Dessins de Fiona Staples
Parution aux USA le mercredi 27 avril 2016
J’évoque assez rarement ici les tribulations des héros de Saga. Ce n’est pas que je ne suis pas cette excellente série mais bien qu’à mon sens elle fait partie de ces œuvres qui se jaugent plus sous la forme de recueil, là où le format fascicule, souvent, a un effet bande-passante. Mais là, l’occasion est belle, avec un épisode charnière qui sonne, je le disais, comme la fin d’une saison. Et là on reconnaît particulièrement la patte de Vaughan, qui joue même avec les nerfs de ses lecteurs et lectrices. Est-ce que Marko arrivera à libérer sa fille ? Pas si cette intendante va d’abord répondre au téléphone. Est-ce que The Will obtiendra sa revanche, même si pour cela il lui faut se défouler sur un autre enfant ? Pas si un gardien en apparence insignifiant est plus dangereux qu’il y paraît. Encore et toujours, Saga, c’est de la poésie, un jeu sur les apparences, où ce qui est désuet est en fait d’une modernité éclatante, où les personnages les plus mineurs ont le moment de gloire et où les grandes figures doivent régulièrement apprendre, elles, l’humilité. Tout ce qui fait le sel de Saga, c’est que les choses ne sont jamais ce qu’elles semblent, que les plans simples dégénèrent en quelque chose de plus compliqués. Surtout, là où beaucoup de scénaristes ont tendance à ne s’intéresser qu’à la structure de leur histoire, Vaughan se souvient que dans la vraie vie il y a des choses (parfois des détails mais d’autres fois des nouvelles qui changent la vie) qui tombent au moment où l’on ne s’y attend pas. Et là, clairement, c’est ce que nous réserve la dernière page. Un événement simple, qui tombe au moment où les héros ne s’y attendaient pas mais qui va singulièrement changer leur parcours.

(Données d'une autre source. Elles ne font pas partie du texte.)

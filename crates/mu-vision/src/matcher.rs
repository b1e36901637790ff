use image::RgbaImage;

/// Best-aligned position of a template inside a region, with a normalized
/// correlation score in [-1, 1].
#[derive(Debug, Clone, Copy, PartialEq)]
pub struct RawMatch {
    pub x: u32,
    pub y: u32,
    pub score: f64,
}

/// Port over the raw template-matching primitive.
///
/// `find_best` slides `template` across `region` and returns the location of
/// the strongest alignment. Returns `None` when the region is smaller than
/// the template in either dimension.
pub trait TemplateMatcher: Send + Sync {
    fn find_best(&self, region: &RgbaImage, template: &RgbaImage) -> Option<RawMatch>;
}

/// Default matcher: zero-mean normalized cross-correlation over the RGB
/// channels, evaluated at every alignment offset.
#[derive(Debug, Default)]
pub struct NccMatcher;

impl NccMatcher {
    pub fn new() -> Self {
        Self
    }
}

impl TemplateMatcher for NccMatcher {
    fn find_best(&self, region: &RgbaImage, template: &RgbaImage) -> Option<RawMatch> {
        let (rw, rh) = region.dimensions();
        let (tw, th) = template.dimensions();
        if tw == 0 || th == 0 || rw < tw || rh < th {
            return None;
        }

        let tmpl = rgb_samples(template, 0, 0, tw, th);
        let (t_mean, t_std) = stats(&tmpl);

        let mut best: Option<RawMatch> = None;
        for y in 0..=(rh - th) {
            for x in 0..=(rw - tw) {
                let window = rgb_samples(region, x, y, tw, th);
                let (w_mean, w_std) = stats(&window);
                let score = ncc(&window, w_mean, w_std, &tmpl, t_mean, t_std);
                if best.map_or(true, |b| score > b.score) {
                    best = Some(RawMatch { x, y, score });
                }
            }
        }
        best
    }
}

/// Flatten an RGB window into f64 samples (alpha ignored).
fn rgb_samples(image: &RgbaImage, x0: u32, y0: u32, w: u32, h: u32) -> Vec<f64> {
    let mut samples = Vec::with_capacity((w * h * 3) as usize);
    for y in y0..y0 + h {
        for x in x0..x0 + w {
            let px = image.get_pixel(x, y);
            samples.push(px[0] as f64);
            samples.push(px[1] as f64);
            samples.push(px[2] as f64);
        }
    }
    samples
}

fn stats(samples: &[f64]) -> (f64, f64) {
    let n = samples.len() as f64;
    if n == 0.0 {
        return (0.0, 0.0);
    }
    let mean = samples.iter().sum::<f64>() / n;
    let variance = samples.iter().map(|s| (s - mean).powi(2)).sum::<f64>() / n;
    (mean, variance.sqrt())
}

/// Zero-mean NCC between two equal-length sample windows.
fn ncc(a: &[f64], a_mean: f64, a_std: f64, b: &[f64], b_mean: f64, b_std: f64) -> f64 {
    debug_assert_eq!(a.len(), b.len());
    let denom = a_std * b_std;
    if denom < 1e-10 {
        // Flat window or flat template carries no correlation signal.
        return 0.0;
    }
    let n = a.len() as f64;
    let cross: f64 = a
        .iter()
        .zip(b.iter())
        .map(|(av, bv)| (av - a_mean) * (bv - b_mean))
        .sum();
    cross / (n * denom)
}

#[cfg(test)]
mod tests {
    use super::*;

    fn textured(w: u32, h: u32) -> RgbaImage {
        RgbaImage::from_fn(w, h, |x, y| {
            let v = (x.wrapping_mul(31).wrapping_add(y.wrapping_mul(57)) % 251) as u8;
            image::Rgba([v, v.wrapping_add(40), v.wrapping_mul(3), 255])
        })
    }

    #[test]
    fn finds_exact_embedding() {
        let template = textured(12, 8);
        let mut region = RgbaImage::from_pixel(60, 40, image::Rgba([10, 10, 10, 255]));
        image::imageops::overlay(&mut region, &template, 23, 17);

        let m = NccMatcher::new().find_best(&region, &template).unwrap();
        assert_eq!((m.x, m.y), (23, 17));
        assert!(m.score > 0.99, "score {}", m.score);
    }

    #[test]
    fn region_smaller_than_template_is_none() {
        let template = textured(20, 20);
        let region = textured(10, 10);
        assert!(NccMatcher::new().find_best(&region, &template).is_none());
    }

    #[test]
    fn flat_region_scores_zero() {
        let template = textured(8, 8);
        let region = RgbaImage::from_pixel(30, 30, image::Rgba([128, 128, 128, 255]));
        let m = NccMatcher::new().find_best(&region, &template).unwrap();
        assert_eq!(m.score, 0.0);
    }

    #[test]
    fn unrelated_content_scores_low() {
        let template = textured(10, 10);
        let region = RgbaImage::from_fn(40, 40, |x, y| {
            image::Rgba([(y % 256) as u8, (x % 256) as u8, 200, 255])
        });
        let m = NccMatcher::new().find_best(&region, &template).unwrap();
        assert!(m.score < 0.9, "score {}", m.score);
    }
}
use image::RgbaImage;
use std::path::Path;
use std::sync::Arc;
use tracing::debug;

use mu_window::{WindowInfo, WindowSystem};

use crate::matcher::TemplateMatcher;
use crate::roi::Roi;
use crate::template::{load_template, match_score};

/// Corner of the frame where the client renders the current map name.
const MAP_ROI: Roi = Roi::new(0.0, 0.0, 0.35, 0.12);

const MAP_TEMPLATE: &str = "current_map_elbeland.png";

/// Checks whether the character currently stands in the leveling map, from
/// the map-name label in the top-left corner of the frame.
pub struct CurrentMapDetector {
    system: Arc<dyn WindowSystem>,
    matcher: Arc<dyn TemplateMatcher>,
    template: Option<RgbaImage>,
    threshold: f64,
}

impl CurrentMapDetector {
    pub fn new(
        system: Arc<dyn WindowSystem>,
        matcher: Arc<dyn TemplateMatcher>,
        assets_dir: &Path,
        threshold: f64,
    ) -> Self {
        Self {
            system,
            matcher,
            template: load_template(assets_dir, MAP_TEMPLATE),
            threshold,
        }
    }

    /// True when the map label matches. Capture failures and a missing
    /// template both degrade to false.
    pub fn is_on_map(&self, window: &WindowInfo) -> bool {
        let Some(template) = &self.template else {
            return false;
        };
        let frame = match self.system.capture_client(window) {
            Ok(frame) => frame,
            Err(e) => {
                tracing::warn!("Map-label capture failed: {}", e);
                return false;
            }
        };
        let crop = MAP_ROI.crop(&frame);
        let score = match_score(self.matcher.as_ref(), &crop, template);
        debug!("Map label score {:.3}", score);
        score >= self.threshold
    }
}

« Don’t worry, your beast is just unconscious. »
Que dire, arrivé au #36, des dessins de Fiona Staples ? Bien entendu qu’ils sont une partie essentielle du show, même si le cadre est maintenant bien établi. D’ailleurs j’ai l’impression que cela fait école et qu’on retrouve ce condensé d’influences anachroniques empruntées au manga ou à la BD vintage dans des séries des « big two », que la régularité, le sens du design de Staples sur Saga fait véritablement des petits de manière officieuse. Parfois on est dans le « mignon », d’autres fois dans le « dangereux » mais dans la même case, comme si Staples était une Jérôme Bosch moderne. Clairement, elle n’a pas prévu de baisser les bras en si bonne route. D’ailleurs, comme expliqué dans les pages éditoriales, Saga va marquer un peu le pas pendant quelques mois, histoire de revenir en forme. Un moyen de tenir ? Ce sera sans doute pour beaucoup d’entre nous l’occasion de se relire la série telle qu’elle est parue à ce jour pour la redécouvrir avec du recul !
[Xavier Fournier]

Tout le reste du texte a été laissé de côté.